WHAT NEEDS TO BE DONE
For each line below that contains the word "state", return that line.
---
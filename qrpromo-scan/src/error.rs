//! Error types for the scan session.

use thiserror::Error;

/// Scan session errors.
#[derive(Debug, Clone, PartialEq, Eq, Error)]
pub enum ScanError {
    /// The requested action is not allowed in the current state.
    #[error("cannot {action} while {from}")]
    InvalidTransition {
        from: &'static str,
        action: &'static str,
    },
}

/// Result type for scan session operations.
pub type ScanResult<T> = Result<T, ScanError>;
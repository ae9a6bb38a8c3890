//! Capability surfaces
//!
//! One engine backs two surfaces: inventory management for staff and the
//! storefront for customers. Both are object-safe so a caller can hold a
//! `&dyn Storefront` without knowing whether the store is local or remote.
//!
//! Every method returns [`Result`]: a local engine only fails with the
//! store's own error kinds, a remote one may also fail with `Transport`.

use bookstore_core::{Book, BookCopy, BookRating, EditorPick, Isbn, Result, StockRecord};

/// Inventory-management capability
pub trait StockManager: Send + Sync {
    /// Insert new records; all or nothing
    fn add_books(&self, books: Vec<StockRecord>) -> Result<()>;

    /// Restock; every quantity must be positive
    fn add_copies(&self, copies: &[BookCopy]) -> Result<()>;

    /// Full records, ascending by ISBN
    fn get_books(&self) -> Result<Vec<StockRecord>>;

    /// Full records for the given ISBNs, ascending by ISBN
    fn get_books_by_isbn(&self, isbns: &[Isbn]) -> Result<Vec<StockRecord>>;

    /// Set or clear editor-pick flags in one commit
    fn update_editor_picks(&self, picks: &[EditorPick]) -> Result<()>;

    /// Records that missed at least one sale, ascending by ISBN
    fn get_books_in_demand(&self) -> Result<Vec<StockRecord>>;

    /// Clear the catalog; returns the number of records removed
    fn remove_all_books(&self) -> Result<usize>;
}

/// Storefront capability
pub trait Storefront: Send + Sync {
    /// Buy copies; all or nothing
    fn buy_books(&self, copies: &[BookCopy]) -> Result<()>;

    /// Buyer-facing view of the given ISBNs, ascending by ISBN
    fn get_books(&self, isbns: &[Isbn]) -> Result<Vec<Book>>;

    /// `count` distinct editor picks sampled uniformly
    fn get_editor_picks(&self, count: usize) -> Result<Vec<Book>>;

    /// Record one rating per line item
    fn rate_books(&self, ratings: &[BookRating]) -> Result<()>;

    /// Up to `count` books by average rating, best first
    fn get_top_rated_books(&self, count: usize) -> Result<Vec<Book>>;
}
//! Single-lock controller
//!
//! One mutex guards the entire catalog. Every operation takes it for its
//! full duration, so operations execute one at a time in an order
//! consistent with real time.
//!
//! ```text
//! 1. lock catalog
//! 2. check presence / validate against current state
//! 3. read or apply
//! 4. unlock
//! ```
//!
//! Readers block writers and vice versa. Operations on disjoint ISBNs
//! cannot overlap.

use crate::batch::BatchKeys;
use crate::controller::Controller;
use crate::strategy::LockStrategy;
use bookstore_core::{Result, StockRecord};
use bookstore_storage::Catalog;
use parking_lot::Mutex;

/// Coarse controller: the whole catalog behind one exclusive lock
///
/// # Thread Safety
///
/// The catalog lock is held across validation and apply, so no other
/// operation can change a record between the check of a batch (presence,
/// stock) and its application.
pub struct GlobalLockController {
    /// Catalog serialization lock
    catalog: Mutex<Catalog<StockRecord>>,
}

impl GlobalLockController {
    /// Create a controller over an empty catalog
    pub fn new() -> Self {
        Self {
            catalog: Mutex::new(Catalog::new()),
        }
    }
}

impl Default for GlobalLockController {
    fn default() -> Self {
        Self::new()
    }
}

impl Controller for GlobalLockController {
    fn strategy(&self) -> LockStrategy {
        LockStrategy::Global
    }

    fn add_books(&self, records: Vec<StockRecord>) -> Result<usize> {
        self.catalog.lock().add_books(records)
    }

    fn remove_all_books(&self) -> usize {
        self.catalog.lock().clear()
    }

    fn read_batch<R, F>(&self, keys: &BatchKeys, f: F) -> Result<R>
    where
        F: FnOnce(&[&StockRecord]) -> Result<R>,
    {
        let catalog = self.catalog.lock();
        let records = catalog.slots(keys.as_slice())?;
        f(&records)
    }

    fn write_batch<R, F>(&self, keys: &BatchKeys, f: F) -> Result<R>
    where
        F: FnOnce(&mut [&mut StockRecord]) -> Result<R>,
    {
        let mut catalog = self.catalog.lock();
        let mut records = catalog.slots_mut(keys.as_slice())?;
        f(&mut records)
    }

    fn read_all<R, F>(&self, f: F) -> R
    where
        F: FnOnce(&[&StockRecord]) -> R,
    {
        let catalog = self.catalog.lock();
        let records = catalog.all_slots();
        f(&records)
    }

    fn record_count(&self) -> usize {
        self.catalog.lock().len()
    }
}

impl std::fmt::Debug for GlobalLockController {
    fn fmt(&self, f: &mut std::fmt::Formatter<'_>) -> std::fmt::Result {
        f.debug_struct("GlobalLockController")
            .field("records", &self.record_count())
            .finish()
    }
}
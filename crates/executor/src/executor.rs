//! Command dispatch
//!
//! The [`Executor`] is the server side of the gateway: it maps each
//! [`Command`] onto one engine call. It adds no semantics of its own; a
//! command has exactly the atomicity and error contract of the engine
//! operation it names.

use crate::command::{Command, Output};
use crate::wire::{Response, WireError};
use bookstore_concurrency::{Controller, StrategyController};
use bookstore_core::{Result, StoreError};
use bookstore_engine::StoreEngine;
use std::sync::Arc;
use tracing::debug_span;

/// Executes commands against a shared engine
pub struct Executor<C: Controller = StrategyController> {
    engine: Arc<StoreEngine<C>>,
}

impl<C: Controller> Executor<C> {
    /// Create an executor over the given engine
    pub fn new(engine: Arc<StoreEngine<C>>) -> Self {
        Self { engine }
    }

    /// The engine commands are executed against
    pub fn engine(&self) -> &Arc<StoreEngine<C>> {
        &self.engine
    }

    /// Execute one command
    pub fn execute(&self, command: Command) -> Result<Output> {
        let _span = debug_span!("command", op = command.name()).entered();
        let engine = &self.engine;

        match command {
            Command::AddBooks { books } => engine.add_books(books).map(|()| Output::Unit),
            Command::AddCopies { copies } => engine.add_copies(&copies).map(|()| Output::Unit),
            Command::UpdateEditorPicks { picks } => {
                engine.update_editor_picks(&picks).map(|()| Output::Unit)
            }
            Command::GetBooks => Ok(Output::StockRecords(engine.get_books())),
            Command::GetBooksByIsbn { isbns } => {
                engine.get_books_by_isbn(&isbns).map(Output::StockRecords)
            }
            Command::GetBooksInDemand => Ok(Output::StockRecords(engine.get_books_in_demand())),
            Command::RemoveAllBooks => Ok(Output::Count(engine.remove_all_books())),
            Command::BuyBooks { copies } => engine.buy_books(&copies).map(|()| Output::Unit),
            Command::GetStorefrontBooks { isbns } => {
                engine.get_storefront_books(&isbns).map(Output::Books)
            }
            Command::GetEditorPicks { count } => engine.get_editor_picks(count).map(Output::Books),
            Command::RateBooks { ratings } => engine.rate_books(&ratings).map(|()| Output::Unit),
            Command::GetTopRatedBooks { count } => {
                Ok(Output::Books(engine.get_top_rated_books(count)))
            }
        }
    }

    /// Decode a JSON request, execute it and encode the response
    ///
    /// A request that does not decode into a command is answered with a
    /// `Validation` error; nothing is executed.
    pub fn handle_json(&self, request: &str) -> String {
        let response = match serde_json::from_str::<Command>(request) {
            Ok(command) => Response::from_result(self.execute(command)),
            Err(err) => Response::Error {
                error: WireError::from(&StoreError::validation(format!(
                    "malformed request: {}",
                    err
                ))),
            },
        };
        response.encode()
    }
}

impl<C: Controller> Clone for Executor<C> {
    fn clone(&self) -> Self {
        Self {
            engine: Arc::clone(&self.engine),
        }
    }
}

impl<C: Controller + std::fmt::Debug> std::fmt::Debug for Executor<C> {
    fn fmt(&self, f: &mut std::fmt::Formatter<'_>) -> std::fmt::Result {
        f.debug_struct("Executor").field("engine", &self.engine).finish()
    }
}
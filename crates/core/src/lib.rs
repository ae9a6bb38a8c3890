//! Core types for the bookstore inventory
//!
//! This crate defines the data model shared by every layer:
//! - [`Isbn`]: identity of a catalog record
//! - [`StockRecord`]: full inventory entry, and [`Book`], its buyer-facing view
//! - Request line items: [`BookCopy`], [`EditorPick`], [`BookRating`]
//! - [`StoreError`]: the error taxonomy every operation reports through
//! - [`validate`]: pure, side-effect-free argument checks

#![warn(missing_docs)]
#![warn(clippy::all)]

pub mod error;
pub mod types;
pub mod validate;

pub use error::{Result, StoreError};
pub use types::{Book, BookCopy, BookRating, EditorPick, Isbn, StockRecord, MAX_RATING};
//! Command execution layer for the bookstore
//!
//! The network boundary of the store, independent of any particular
//! transport:
//! - [`Command`] / [`Output`]: one serializable value per operation and result
//! - [`Executor`]: server side, dispatches commands to a shared engine
//! - [`Response`] / [`WireError`]: JSON envelope with structured errors
//! - [`RemoteStore`]: client side, implements the capability traits over a
//!   [`Transport`]
//!
//! # Example
//!
//! ```ignore
//! let engine = Arc::new(StoreBuilder::new().build());
//! let remote = RemoteStore::new(InProcessTransport::new(Executor::new(engine)));
//!
//! remote.add_books(vec![StockRecord::new(3044560, "Title", "Author", 10.0, 5)])?;
//! remote.buy_books(&[BookCopy::new(3044560, 5)])?;
//! ```

#![warn(missing_docs)]
#![warn(clippy::all)]

pub mod client;
pub mod command;
pub mod executor;
pub mod wire;


pub use client::{InProcessTransport, RemoteStore, Transport};
pub use command::{Command, Output};
pub use executor::Executor;
pub use wire::{Response, WireError};
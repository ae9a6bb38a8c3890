//! Store Consistency Test Suite
//!
//! Every test runs against each way of reaching a store: the global-lock
//! engine, the partitioned engine, and a remote client going through the
//! JSON command protocol. All three must satisfy the same contracts.
//!
//! ## Key Verification Points
//!
//! 1. Batches are all-or-nothing
//! 2. Concurrent buys and restocks conserve copies
//! 3. Readers never observe a batch half applied
//! 4. Failures leave the catalog untouched and the store usable
//!
//! ## Running Tests
//!
//! ```bash
//! # Run the whole suite
//! cargo test --test store_consistency
//!
//! # Run the concurrency properties only
//! cargo test --test store_consistency concurrency::
//! ```

use std::sync::Arc;

pub use bookstore::{
    Book, BookCopy, BookRating, BookStore, EditorPick, Isbn, LockStrategy, StockManager,
    StockRecord, StoreError, Storefront,
};

// Test modules
pub mod basic_ops;
pub mod editor_picks;
pub mod negative_paths;
pub mod remote;

// =============================================================================
// SHARED TEST UTILITIES
// =============================================================================

/// ISBN of the default book
pub const TEST_ISBN: i64 = 3044560;

/// Copies of the default book
pub const NUM_COPIES: u64 = 5;

/// One way of reaching a store
#[derive(Clone)]
pub struct Fixture {
    /// What the fixture exercises, for assertion messages
    pub label: &'static str,
    /// Inventory-management surface
    pub manager: Arc<dyn StockManager>,
    /// Customer surface
    pub client: Arc<dyn Storefront>,
}

impl Fixture {
    fn local(strategy: LockStrategy, label: &'static str) -> Self {
        let store = BookStore::builder().strategy(strategy).build();
        let engine = Arc::clone(store.engine());
        Fixture {
            label,
            manager: engine.clone(),
            client: engine,
        }
    }

    fn remote() -> Self {
        let store = BookStore::new();
        let remote = Arc::new(store.remote());
        Fixture {
            label: "remote",
            manager: remote.clone(),
            client: remote,
        }
    }

    /// Full records of the whole catalog
    pub fn books(&self) -> Vec<StockRecord> {
        self.manager.get_books().unwrap()
    }

    /// Full record of one ISBN
    pub fn book(&self, isbn: i64) -> StockRecord {
        self.manager
            .get_books_by_isbn(&[Isbn::new(isbn)])
            .unwrap()
            .remove(0)
    }

    /// Add one book with the given ISBN and copies
    pub fn add_book(&self, isbn: i64, copies: u64) {
        self.manager.add_books(vec![book(isbn, copies)]).unwrap();
    }
}

/// Every fixture, each over its own empty catalog
pub fn fixtures() -> Vec<Fixture> {
    vec![
        Fixture::local(LockStrategy::Global, "global"),
        Fixture::local(LockStrategy::Partitioned, "partitioned"),
        Fixture::remote(),
    ]
}

/// Every fixture, each holding the default book
pub fn fixtures_with_default_book() -> Vec<Fixture> {
    let fixtures = fixtures();
    for fixture in &fixtures {
        fixture.add_book(TEST_ISBN, NUM_COPIES);
    }
    fixtures
}

/// A valid record with the given ISBN and copies
pub fn book(isbn: i64, copies: u64) -> StockRecord {
    StockRecord::new(isbn, "Test of Thrones", "George RR Testin'", 10.0, copies)
}

/// One (isbn, quantity) line item per pair
pub fn copies(items: &[(i64, i64)]) -> Vec<BookCopy> {
    items
        .iter()
        .map(|&(isbn, quantity)| BookCopy::new(isbn, quantity))
        .collect()
}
---
RESULT FOR THIS EXERCISE
    /// The requested action is not allowed in the current state.
//! 2. check presence / validate against current state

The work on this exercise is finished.